Detection and mapping of mtDNA SNPs in Atlantic salmon using high throughput DNA sequencing

Abstract Background Approximately half of the mitochondrial genome inherent within 546 individual Atlantic salmon (Salmo salar) derived from across the species' North Atlantic range, was selectively amplified with a novel combination of standard PCR and pyro-sequencing in a single run using 454 Titanium FLX technology (Roche, 454 Life Sciences). A unique combination of barcoded primers and a partitioned sequencing plate was employed to designate each sequence read to its original sample. The sequence reads were aligned according to the S. salar mitochondrial reference sequence (NC_001960.1), with the objective of identifying single nucleotide polymorphisms (SNPs).
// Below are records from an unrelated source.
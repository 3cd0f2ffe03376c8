use std::time::Duration;

use kindred_core::{
    AppAction, ConversationEntry, ConversationKey, MemoryBackend, MessageDeliveryState,
    MessageKind,
};

mod support;
use support::{wait_until, TestApp, PEER_ID, SELF_ID};

fn open(t: &TestApp, peer_id: &str) {
    t.app.dispatch(AppAction::OpenConversation {
        peer_id: peer_id.to_string(),
    });
    t.wait_for_history(peer_id);
}

fn send(t: &TestApp, body: &str) {
    t.app.dispatch(AppAction::SendMessage {
        body: body.to_string(),
        appointment_ref: None,
    });
}

fn key() -> ConversationKey {
    ConversationKey::new(SELF_ID, PEER_ID)
}

fn assert_never_duplicated(t: &TestApp, body: &str) {
    for state in t.updates.states() {
        if let Some(view) = state.conversation {
            assert!(view.messages().filter(|m| m.body == body).count() <= 1);
        }
    }
}

#[test]
fn send_shows_sending_then_exactly_one_delivered_entry() {
    let backend = MemoryBackend::new();
    backend.set_create_latency(Duration::from_millis(300));
    let t = TestApp::start(backend, serde_json::json!({}));
    open(&t, PEER_ID);

    send(&t, "Hello");
    wait_until("optimistic entry", Duration::from_secs(1), || {
        let msgs = t.messages();
        msgs.len() == 1 && msgs[0].body == "Hello"
    });
    let first = t.messages().remove(0);
    assert_eq!(first.delivery, MessageDeliveryState::Sending);
    assert!(first.is_mine);
    let temp_id = first.temp_id.clone().expect("optimistic entry has a temp id");
    assert_eq!(first.id, temp_id);

    wait_until("confirmed", Duration::from_secs(3), || {
        let msgs = t.messages();
        msgs.len() == 1 && msgs[0].delivery == MessageDeliveryState::Delivered
    });
    let confirmed = t.messages().remove(0);
    assert!(confirmed.temp_id.is_none());
    assert_eq!(confirmed.body, "Hello");
    let stored = t.backend.messages(&key());
    assert_eq!(stored.len(), 1);
    assert_eq!(confirmed.id, stored[0].id);
    assert_eq!(confirmed.created_at, stored[0].created_at);

    // Never two bubbles for the same message, including across the grace window.
    assert_never_duplicated(&t, "Hello");
}

#[test]
fn send_without_push_converges_via_create_response() {
    let backend = MemoryBackend::new();
    backend.set_push_enabled(false);
    let t = TestApp::start(backend, serde_json::json!({}));
    open(&t, PEER_ID);

    send(&t, "checking in");
    wait_until("confirmed", Duration::from_secs(3), || {
        let msgs = t.messages();
        msgs.len() == 1 && msgs[0].delivery == MessageDeliveryState::Delivered
    });
    // Poll picks up the same row again; still one entry.
    std::thread::sleep(Duration::from_millis(300));
    assert_eq!(t.messages().len(), 1);
}

#[test]
fn echoed_client_ref_matches_exactly() {
    let backend = MemoryBackend::new();
    backend.set_echo_client_ref(true);
    backend.set_create_latency(Duration::from_millis(20));
    // A zero window rules out the content heuristic.
    let t = TestApp::start(backend, serde_json::json!({ "reconcile_window_ms": 0 }));
    open(&t, PEER_ID);

    send(&t, "same time next week?");
    wait_until("optimistic entry", Duration::from_secs(1), || t.messages().len() == 1);
    let temp_id = t.messages()[0].temp_id.clone().expect("temp id");

    wait_until("confirmed", Duration::from_secs(3), || {
        let msgs = t.messages();
        msgs.len() == 1 && msgs[0].delivery == MessageDeliveryState::Delivered
    });
    let stored = t.backend.messages(&key());
    assert_eq!(stored.len(), 1);
    assert_eq!(stored[0].client_ref.as_deref(), Some(temp_id.as_str()));
    assert_eq!(t.messages()[0].id, stored[0].id);
    assert_never_duplicated(&t, "same time next week?");
}

#[test]
fn create_response_matches_when_content_heuristic_cannot() {
    let backend = MemoryBackend::new();
    backend.set_push_enabled(false);
    backend.set_create_latency(Duration::from_millis(20));
    // No echo, no push, no poll within the test, zero window: only the create response
    // can correlate the row.
    let t = TestApp::start(
        backend,
        serde_json::json!({ "reconcile_window_ms": 0, "poll_interval_ms": 60000 }),
    );
    open(&t, PEER_ID);

    send(&t, "running late");
    wait_until("confirmed", Duration::from_secs(3), || {
        let msgs = t.messages();
        msgs.len() == 1 && msgs[0].delivery == MessageDeliveryState::Delivered
    });
    let stored = t.backend.messages(&key());
    assert_eq!(stored.len(), 1);
    assert!(stored[0].client_ref.is_none());
    assert_eq!(t.messages()[0].id, stored[0].id);
    assert_never_duplicated(&t, "running late");
}

#[test]
fn failed_send_stays_visible_and_retry_delivers() {
    let backend = MemoryBackend::new();
    backend.fail_next_creates(1);
    let t = TestApp::start(backend, serde_json::json!({}));
    open(&t, PEER_ID);

    send(&t, "Are you free Tuesday?");
    wait_until("failed", Duration::from_secs(2), || {
        t.messages()
            .first()
            .is_some_and(|m| matches!(m.delivery, MessageDeliveryState::Failed { .. }))
    });
    let failed = t.messages().remove(0);
    assert_eq!(
        failed.delivery,
        MessageDeliveryState::Failed {
            reason: "Network error".into()
        }
    );

    // Not dropped on its own.
    std::thread::sleep(Duration::from_millis(300));
    let msgs = t.messages();
    assert_eq!(msgs.len(), 1);
    assert!(matches!(msgs[0].delivery, MessageDeliveryState::Failed { .. }));

    let temp_id = failed.temp_id.unwrap();
    t.app.dispatch(AppAction::RetryMessage {
        temp_id: temp_id.clone(),
    });
    wait_until("delivered after retry", Duration::from_secs(3), || {
        let msgs = t.messages();
        msgs.len() == 1 && msgs[0].delivery == MessageDeliveryState::Delivered
    });
    assert_eq!(t.backend.create_calls(), 2);
    assert_eq!(t.backend.messages(&key()).len(), 1);

    // The entry is gone from the ledger; a second retry is a no-op.
    t.app.dispatch(AppAction::RetryMessage { temp_id });
    std::thread::sleep(Duration::from_millis(200));
    assert_eq!(t.backend.create_calls(), 2);
}

#[test]
fn dismiss_removes_only_the_failed_entry() {
    let backend = MemoryBackend::new();
    let t = TestApp::start(backend, serde_json::json!({}));
    open(&t, PEER_ID);

    t.backend.fail_next_creates(1);
    send(&t, "first");
    wait_until("first failed", Duration::from_secs(2), || {
        t.messages()
            .iter()
            .any(|m| matches!(m.delivery, MessageDeliveryState::Failed { .. }))
    });
    send(&t, "second");
    wait_until("second delivered", Duration::from_secs(3), || {
        t.messages()
            .iter()
            .any(|m| m.body == "second" && m.delivery == MessageDeliveryState::Delivered)
    });

    let temp_id = t
        .messages()
        .into_iter()
        .find(|m| m.body == "first")
        .and_then(|m| m.temp_id)
        .unwrap();
    t.app.dispatch(AppAction::DismissMessage { temp_id });
    wait_until("dismissed", Duration::from_secs(2), || {
        t.messages().iter().all(|m| m.body != "first")
    });
    let bodies: Vec<String> = t.messages().into_iter().map(|m| m.body).collect();
    assert_eq!(bodies, vec!["second".to_string()]);
}

#[test]
fn send_times_out_into_failed() {
    let backend = MemoryBackend::new();
    backend.set_create_latency(Duration::from_millis(1_500));
    let t = TestApp::start(backend, serde_json::json!({ "send_timeout_ms": 150 }));
    open(&t, PEER_ID);

    send(&t, "slow network");
    wait_until("timed out", Duration::from_secs(2), || {
        t.messages().first().is_some_and(|m| {
            m.delivery
                == MessageDeliveryState::Failed {
                    reason: "Request timed out".into(),
                }
        })
    });
}

#[test]
fn blank_sends_are_ignored() {
    let t = TestApp::start(MemoryBackend::new(), serde_json::json!({}));
    open(&t, PEER_ID);
    send(&t, "   \n ");
    std::thread::sleep(Duration::from_millis(150));
    assert!(t.messages().is_empty());
    assert_eq!(t.backend.create_calls(), 0);
}

#[test]
fn appointment_and_call_invite_kinds() {
    let t = TestApp::start(MemoryBackend::new(), serde_json::json!({}));
    open(&t, PEER_ID);

    t.app.dispatch(AppAction::SendMessage {
        body: String::new(),
        appointment_ref: Some("appt-31".into()),
    });
    wait_until("appointment delivered", Duration::from_secs(3), || {
        t.messages()
            .first()
            .is_some_and(|m| m.delivery == MessageDeliveryState::Delivered)
    });
    t.app.dispatch(AppAction::SendCallInvite {
        call_id: "call-9".into(),
        is_video: true,
    });
    wait_until("both delivered", Duration::from_secs(3), || {
        let msgs = t.messages();
        msgs.len() == 2
            && msgs
                .iter()
                .all(|m| m.delivery == MessageDeliveryState::Delivered)
    });
    let kinds: Vec<MessageKind> = t.messages().into_iter().map(|m| m.kind).collect();
    assert_eq!(
        kinds,
        vec![
            MessageKind::Appointment {
                appointment_ref: "appt-31".into()
            },
            MessageKind::CallInvite {
                call_id: "call-9".into(),
                is_video: true
            },
        ]
    );
}

#[test]
fn paging_loads_older_messages_until_exhausted() {
    let backend = MemoryBackend::new();
    for i in 0..70 {
        let (from, to) = if i % 2 == 0 {
            (PEER_ID, SELF_ID)
        } else {
            (SELF_ID, PEER_ID)
        };
        backend.insert_message(from, to, &format!("m{i}"), 1_700_000_000_000 + i * 60_000);
    }
    let t = TestApp::start(backend, serde_json::json!({ "page_size": 30 }));
    open(&t, PEER_ID);

    let view = t.conversation().unwrap();
    assert_eq!(view.messages().count(), 30);
    assert!(view.can_load_older);
    assert_eq!(view.messages().next().unwrap().body, "m40");
    assert!(matches!(view.entries[0], ConversationEntry::Header { .. }));

    t.app.dispatch(AppAction::LoadOlderMessages);
    wait_until("second page", Duration::from_secs(2), || {
        t.conversation()
            .is_some_and(|c| c.messages().count() == 60 && !c.loading_older)
    });
    t.app.dispatch(AppAction::LoadOlderMessages);
    wait_until("last page", Duration::from_secs(2), || {
        t.conversation()
            .is_some_and(|c| c.messages().count() == 70 && !c.loading_older)
    });

    let view = t.conversation().unwrap();
    assert!(!view.can_load_older);
    let times: Vec<i64> = view.messages().map(|m| m.created_at).collect();
    assert!(times.windows(2).all(|w| w[0] <= w[1]));
    assert_eq!(view.messages().next().unwrap().body, "m0");
}

#[test]
fn history_fetch_failure_keeps_loaded_messages() {
    let backend = MemoryBackend::new();
    for i in 0..40 {
        backend.insert_message(PEER_ID, SELF_ID, &format!("m{i}"), 1_700_000_000_000 + i * 1_000);
    }
    let t = TestApp::start(backend, serde_json::json!({ "page_size": 30 }));
    open(&t, PEER_ID);
    assert_eq!(t.messages().len(), 30);

    t.backend.fail_next_fetches(1);
    t.app.dispatch(AppAction::LoadOlderMessages);
    wait_until("history error", Duration::from_secs(2), || {
        t.conversation().is_some_and(|c| c.history_error.is_some())
    });
    let view = t.conversation().unwrap();
    assert_eq!(view.messages().count(), 30);
    assert!(!view.loading_older);
    assert!(t.state().toast.is_some());
    assert!(t.updates.last_toast().is_some());

    t.app.dispatch(AppAction::ClearToast);
    t.app.dispatch(AppAction::LoadOlderMessages);
    wait_until("retry loads the rest", Duration::from_secs(2), || {
        t.conversation()
            .is_some_and(|c| c.messages().count() == 40 && c.history_error.is_none())
    });
    assert!(t.state().toast.is_none());
}

#[test]
fn closing_drops_optimistic_entries() {
    let backend = MemoryBackend::new();
    backend.fail_next_creates(1);
    let t = TestApp::start(backend, serde_json::json!({}));
    open(&t, PEER_ID);

    send(&t, "never landed");
    wait_until("failed", Duration::from_secs(2), || {
        t.messages()
            .first()
            .is_some_and(|m| matches!(m.delivery, MessageDeliveryState::Failed { .. }))
    });

    t.app.dispatch(AppAction::CloseConversation {
        peer_id: PEER_ID.to_string(),
    });
    wait_until("closed", Duration::from_secs(1), || t.conversation().is_none());

    open(&t, PEER_ID);
    assert!(t.messages().is_empty());
}

#[test]
fn dropping_the_app_releases_the_push_subscription() {
    let t = TestApp::start(MemoryBackend::new(), serde_json::json!({}));
    open(&t, PEER_ID);
    assert!(t.backend.is_subscribed(&key()));

    let backend = t.shutdown();
    wait_until("unsubscribed", Duration::from_secs(2), || {
        !backend.is_subscribed(&key())
    });
}

#[test]
fn switching_conversations_gives_a_fresh_session() {
    let backend = MemoryBackend::new();
    backend.insert_message("therapist-2", SELF_ID, "from the other one", 1_700_000_000_000);
    backend.set_create_latency(Duration::from_millis(400));
    let t = TestApp::start(backend, serde_json::json!({}));
    open(&t, PEER_ID);

    send(&t, "for the first therapist");
    open(&t, "therapist-2");

    let bodies: Vec<String> = t.messages().into_iter().map(|m| m.body).collect();
    assert_eq!(bodies, vec!["from the other one".to_string()]);

    // The stale close for the first conversation must not tear down the second.
    t.app.dispatch(AppAction::CloseConversation {
        peer_id: PEER_ID.to_string(),
    });
    std::thread::sleep(Duration::from_millis(600));
    let view = t.conversation().unwrap();
    assert_eq!(view.peer_id, "therapist-2");
    assert!(view
        .messages()
        .all(|m| m.body != "for the first therapist"));
}

#[test]
fn polling_delivers_incoming_when_push_is_unavailable() {
    let backend = MemoryBackend::new();
    backend.set_push_enabled(false);
    let t = TestApp::start(backend, serde_json::json!({ "poll_interval_ms": 100 }));
    open(&t, PEER_ID);

    t.backend.deliver_incoming(PEER_ID, SELF_ID, "are you there?");
    wait_until("polled", Duration::from_secs(2), || {
        t.messages().iter().any(|m| m.body == "are you there?")
    });
    let msg = t.messages().remove(0);
    assert!(!msg.is_mine);
    assert_eq!(msg.delivery, MessageDeliveryState::Delivered);
}

#[test]
fn pushed_duplicates_render_once() {
    let t = TestApp::start(MemoryBackend::new(), serde_json::json!({}));
    open(&t, PEER_ID);

    let msg = t.backend.deliver_incoming(PEER_ID, SELF_ID, "see you soon");
    t.app.push_message(msg.clone());
    t.app.push_message(msg);
    wait_until("received", Duration::from_secs(2), || !t.messages().is_empty());
    std::thread::sleep(Duration::from_millis(150));
    assert_eq!(t.messages().len(), 1);
}

#[test]
fn conversation_key_is_order_independent() {
    assert_eq!(
        kindred_core::conversation_key("b", "a"),
        kindred_core::conversation_key("a", "b")
    );
    assert_eq!(kindred_core::conversation_key("b", "a"), "a:b");
}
They were validated if they met with the following three stringent criteria: (i) sequence reads were produced from both DNA strands; (ii) SNPs were confirmed in a minimum of 90% of replicate sequence reads; and (iii) SNPs occurred in more than one individual. Results Pyrosequencing generated a total of 179,826,884 bp of data, and 10,765 of the total 10,920 S. salar sequences (98.6%) were assigned back to their original samples. The approach taken resulted in a total of 216 SNPs and 2 indels, which were validated and mapped onto the S. salar mitochondrial genome, including 107 SNPs and one indel not previously reported. An average of 27.3 sequence reads with a standard deviation of 11.7 supported each SNP per individual. Conclusion The study generated a mitochondrial SNP panel from a large sample group across a broad geographical area, reducing the potential for ascertainment bias, which has hampered previous studies. The SNPs identified here validate those identified in previous studies, and also contribute additional potentially informative loci for the future study of phylogeography and evolution in the Atlantic salmon. The overall success experienced with this novel application of HT sequencing of targeted regions suggests that the same approach could be successfully applied for SNP mining in other species.